IndyCar has revealed that two 2018 aerokits will be given to each full-season entry for free, bringing costs down by $180,000 for a two-car team.
The new aerokit currently costs $90,000 and IndyCar has fixed the cost of it until 2020.
IndyCar has been working on lowering costs in order to make itself more attractive to new teams and it is believed that several interested parties are working to join the grid in 2018.
IndyCar adds that the two engine manufacturers, Honda and Chevrolet, have helped make the transition more "economically attractive" along with a grant from the state of Indiana, where Dallara builds the DW12 chassis.
"When IndyCar undertook the process of creating the universal kit that makes our cars sleeker, safer and racier, we also worked hard to make sure it would be cost-effective to our teams," said Jay Frye, IndyCar president of competition and operations.
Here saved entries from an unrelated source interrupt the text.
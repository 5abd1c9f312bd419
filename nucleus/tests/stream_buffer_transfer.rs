//! End-to-end scenario 3 & 4 (spec §8): a buffer send matched against an
//! inline receive, once within the receiver's capacity and once over it.

use nucleus::error::Error;
use nucleus::ipc::stream::{Outcome, Stream, StreamNode};

use std::sync::{Arc, Mutex};

type Captured = Arc<Mutex<Option<Result<Outcome, Error>>>>;

fn capture() -> (Box<dyn FnOnce(Result<Outcome, Error>) + Send>, Captured) {
    let slot = Arc::new(Mutex::new(None));
    let slot2 = slot.clone();
    (Box::new(move |r| *slot2.lock().unwrap() = Some(r)), slot)
}

#[test]
fn send_buffer_within_inline_recv_capacity_delivers_the_bytes() {
    let stream = Stream::new();
    let payload: Vec<u8> = (1..=16).collect();

    let (send_done, send_slot) = capture();
    stream.submit(0, StreamNode::send_buffer(payload.clone(), send_done));

    let (recv_done, recv_slot) = capture();
    stream.submit(1, StreamNode::recv_inline(32, recv_done));

    match send_slot.lock().unwrap().take() {
        Some(Ok(Outcome::BytesCopied(n))) => assert_eq!(n, 16),
        other => panic!("expected BytesCopied(16) on the send side, got {}", debug_tag(&other)),
    }
    match recv_slot.lock().unwrap().take() {
        Some(Ok(Outcome::Buffer(bytes))) => assert_eq!(bytes, payload),
        other => panic!("expected the payload on the recv side, got {}", debug_tag(&other)),
    }
}

#[test]
fn send_buffer_too_large_for_inline_recv_fails_both_sides() {
    let stream = Stream::new();
    let payload = vec![0u8; 64];

    let (recv_done, recv_slot) = capture();
    stream.submit(1, StreamNode::recv_inline(32, recv_done));

    let (send_done, send_slot) = capture();
    stream.submit(0, StreamNode::send_buffer(payload, send_done));

    match send_slot.lock().unwrap().take() {
        Some(Err(Error::BufferTooSmall)) => {}
        other => panic!("expected BufferTooSmall on the send side, got {}", debug_tag(&other)),
    }
    match recv_slot.lock().unwrap().take() {
        Some(Err(Error::BufferTooSmall)) => {}
        other => panic!("expected BufferTooSmall on the recv side, got {}", debug_tag(&other)),
    }
}

fn debug_tag(outcome: &Option<Result<Outcome, Error>>) -> &'static str {
    match outcome {
        None => "none",
        Some(Ok(Outcome::NewLane(_))) => "NewLane",
        Some(Ok(Outcome::Credentials(_))) => "Credentials",
        Some(Ok(Outcome::Buffer(_))) => "Buffer",
        Some(Ok(Outcome::BytesCopied(_))) => "BytesCopied",
        Some(Ok(Outcome::Descriptor(_))) => "Descriptor",
        Some(Ok(Outcome::Done)) => "Done",
        Some(Err(e)) => {
            let _ = e;
            "Err"
        }
    }
}
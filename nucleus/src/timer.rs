/*
 * SPDX-License-Identifier: BlueOak-1.0.0
 */

//! The per-CPU `TimerEngine` (spec §4.4): a deadline priority queue
//! multiplexed onto one hardware one-shot alarm.
//!
//! Grounded on `original_source/kernel/thor/generic/timer.cpp`. Cancelled
//! or already-fired heap entries are removed from the node table but left
//! in the `BinaryHeap` itself (lazy deletion, the standard trick for a
//! heap without efficient arbitrary removal); `progress()` skips any
//! popped entry whose node is no longer present.

extern crate alloc;

use alloc::boxed::Box;
use alloc::collections::{BTreeMap, BinaryHeap};
use core::cmp::Ordering as CmpOrdering;

use machine::{AlarmTracker, ClockSource};

use crate::error::Error;

pub type Completion = Box<dyn FnOnce(Result<(), Error>) + Send>;

struct Node {
    deadline_nanos: u64,
    completion: Completion,
}

#[derive(Eq, PartialEq)]
struct HeapEntry {
    deadline_nanos: u64,
    id: u64,
}

impl Ord for HeapEntry {
    fn cmp(&self, other: &Self) -> CmpOrdering {
        // BinaryHeap is a max-heap; reverse so the earliest deadline sorts
        // highest (spec §3: "the heap's minimum deadline equals the
        // hardware alarm setting").
        other
            .deadline_nanos
            .cmp(&self.deadline_nanos)
            .then_with(|| other.id.cmp(&self.id))
    }
}

impl PartialOrd for HeapEntry {
    fn partial_cmp(&self, other: &Self) -> Option<CmpOrdering> {
        Some(self.cmp(other))
    }
}

struct State {
    heap: BinaryHeap<HeapEntry>,
    nodes: BTreeMap<u64, Node>,
    next_id: u64,
}

/// An identifier for an installed timer, used to `cancel` it later.
#[derive(Clone, Copy, PartialEq, Eq, Debug)]
pub struct TimerHandle(u64);

/// Per-CPU deadline priority queue backed by one hardware one-shot alarm
/// (spec §3/§4.4).
pub struct TimerEngine<'a> {
    state: machine::IrqSpinlock<State>,
    alarm: &'a dyn AlarmTracker,
    clock: &'a dyn ClockSource,
}

impl<'a> TimerEngine<'a> {
    pub fn new(alarm: &'a dyn AlarmTracker, clock: &'a dyn ClockSource) -> Self {
        Self {
            state: machine::IrqSpinlock::new(State {
                heap: BinaryHeap::new(),
                nodes: BTreeMap::new(),
                next_id: 0,
            }),
            alarm,
            clock,
        }
    }

    /// Registers `completion` to run at `deadline_nanos` (spec §4.4
    /// `install`). If `deadline_nanos` is already in the past, the
    /// deadline still fires on the next `progress()` call — §8's boundary
    /// behaviour "deadline already in the past at install time" is not a
    /// special case, just an immediately-due one.
    pub fn install(&self, deadline_nanos: u64, completion: Completion) -> TimerHandle {
        self.state.lock(|state| {
            let id = state.next_id;
            state.next_id += 1;
            state.nodes.insert(id, Node { deadline_nanos, completion });
            state.heap.push(HeapEntry { deadline_nanos, id });

            let is_new_min = state
                .heap
                .peek()
                .map(|top| top.id == id)
                .unwrap_or(false);
            if is_new_min {
                self.alarm.arm(deadline_nanos);
            }
            TimerHandle(id)
        })
    }

    /// Peeks the earliest still-queued deadline without firing or removing
    /// anything. Used by [`crate::sched::deadline::DeadlineState`] to
    /// combine this engine's deadline with the scheduler's preemption
    /// deadline onto one hardware alarm.
    pub fn next_deadline(&self) -> Option<u64> {
        self.state.lock(|state| state.heap.peek().map(|top| top.deadline_nanos))
    }

    /// Cancels a timer if it is still queued (spec §4.4 `cancel`).
    /// Idempotent: cancelling an already-fired or already-cancelled handle
    /// is a no-op (spec P5).
    pub fn cancel(&self, handle: TimerHandle) {
        let node = self.state.lock(|state| state.nodes.remove(&handle.0));
        if let Some(node) = node {
            (node.completion)(Err(Error::Cancelled));
        }
    }

    /// Runs on the hardware alarm IRQ (spec §4.4 `progress`): fires every
    /// due timer, then reprograms the alarm for the new minimum, looping
    /// once more if arming raced a deadline that has already passed.
    pub fn progress(&self) {
        loop {
            let mut due = alloc::vec::Vec::new();
            let next_deadline = self.state.lock(|state| {
                let now = self.clock.current_nanos();
                loop {
                    match state.heap.peek() {
                        Some(top) if top.deadline_nanos <= now => {
                            let entry = state.heap.pop().unwrap();
                            if let Some(node) = state.nodes.remove(&entry.id) {
                                due.push(node.completion);
                            }
                            // else: lazily-deleted (already cancelled/fired)
                            // entry, skip silently.
                        }
                        _ => break,
                    }
                }
                state.heap.peek().map(|top| top.deadline_nanos)
            });

            for completion in due {
                completion(Ok(()));
            }

            match next_deadline {
                None => {
                    self.alarm.disarm();
                    return;
                }
                Some(deadline) => {
                    self.alarm.arm(deadline);
                    if self.clock.current_nanos() < deadline {
                        return;
                    }
                    // Arming raced a deadline that has already passed; loop
                    // to drain it (spec §4.4 step 5).
                }
            }
        }
    }
}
Switching the DW12 from the manufacturer-designed aerokits to the universal aerokit next year is also believed to be cheaper than expected, and teams have been provided with the plans to convert it.
IndyCar teams will receive the new aerokit this month and team-led aerokit testing is set to begin in January.
Honda and Chevrolet have been using their allocated days of testing with Honda working with Schmidt Peterson Motorsports and Ganassi, while Chevrolet has used a car from Penske and Ed Carpenter Racing.
Teams can begin their testing from January 8 onwards.